Sehr geehrter Herr peanuts,
 
bevor wir zu dem von uns überprüften Anwahlprogramm im Einzelnen Stellung 
nehmen, möchten wir nochmals ausdrücklich darauf hinweisen, dass wir die 
Anwahlprogramme ausschließlich anhand unserer vereinsinternen Vorschriften, dem 
Verhaltenskodex, überprüfen und dass diese Überprüfung ohne Gewähr erfolgt und 
auch keine unmittelbare zivil- oder strafrechtliche Auswirkung hat.

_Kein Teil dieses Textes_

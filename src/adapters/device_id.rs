//! Device identity derived from the ESP32 factory MAC address.
//!
//! - MQTT client id: all 6 MAC bytes in lowercase hex (`deadbeefcafe`),
//!   unless `client_id` is set in the config.
//! - Network hostname: `doorwatch-xxyyzz` from the last 3 bytes.

use core::fmt::Write;

/// Full 6-byte MAC address.
pub type MacAddress = [u8; 6];

/// Twelve hex digits.
pub type ClientId = heapless::String<12>;

/// Read the factory MAC address from eFuse.
#[cfg(target_os = "espidf")]
pub fn read_mac() -> MacAddress {
    let mut mac: MacAddress = [0u8; 6];
    // SAFETY: the buffer is exactly the 6 bytes the call writes.
    unsafe {
        esp_idf_svc::sys::esp_efuse_mac_get_default(mac.as_mut_ptr());
    }
    mac
}

/// Simulation: returns a deterministic fake MAC.
#[cfg(not(target_os = "espidf"))]
pub fn read_mac() -> MacAddress {
    [0xDE, 0xAD, 0xBE, 0xEF, 0xCA, 0xFE]
}

/// Lowercase hex of the whole MAC.
pub fn client_id(mac: &MacAddress) -> ClientId {
    let mut id = ClientId::new();
    for b in mac {
        let _ = write!(id, "{:02x}", b);
    }
    id
}

/// Format: `doorwatch-xxyyzz` (lowercase).
pub fn hostname(mac: &MacAddress) -> heapless::String<24> {
    let mut name = heapless::String::<24>::new();
    let _ = write!(name, "doorwatch-{:02x}{:02x}{:02x}", mac[3], mac[4], mac[5]);
    name
}

/// The configured id if there is one, otherwise the MAC-derived one.
pub fn resolve_client_id(configured: &str, mac: &MacAddress) -> heapless::String<32> {
    if configured.is_empty() {
        let mut id = heapless::String::new();
        let _ = id.push_str(&client_id(mac));
        id
    } else {
        // Config labels are 32 bytes at most, so this never truncates.
        heapless::String::try_from(configured).unwrap_or_default()
    }
}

Ziel des FST 
e.V. ist es, zum Schutze der Verbraucher einen einheitlichen Standard bei der 
Bewerbung und Nutzung von Telefonmehrwertdiensten zu erreichen und dafür Sorge 
zu tragen, dass nicht verhaltenskodexkonforme Angebote geändert werden.
 
 
In der Sache selbst teilen wir mit, dass wir am 01.01.2002 das Anwahlprogramm 
blond.exe / 38  kB überprüft haben.
Hierbei wurden folgende Feststellungen getroffen:
 
  Fehlende Servicerufnummer (in unmittelbarem Zusammenhang mit den 
  Bestätigungsfeldern) im Einwahlfenster 
  Keine doppelte Tarifbestätigung 
  Ein Weitersurfen ist möglich 
  Fehlende Jugendzugangskontrolle 
  Fehlender Löschhinweis 
 
Die Beschwerdestelle des FST e.V. hat über diese Angelegenheit in ihrer Sitzung 
am 14.02.2002 beraten und entschieden, dem Anbieter der Servicerufnummer eine 
rüge auszusprechen. Weiter wurde er aufgefordert eine Geldbuße an eine 
gemeinnützige Einrichtung zu zahlen.
 
Mit freundlichen Grüßen
i.A.
 
xxx
Geschäftsstelle FST e.V.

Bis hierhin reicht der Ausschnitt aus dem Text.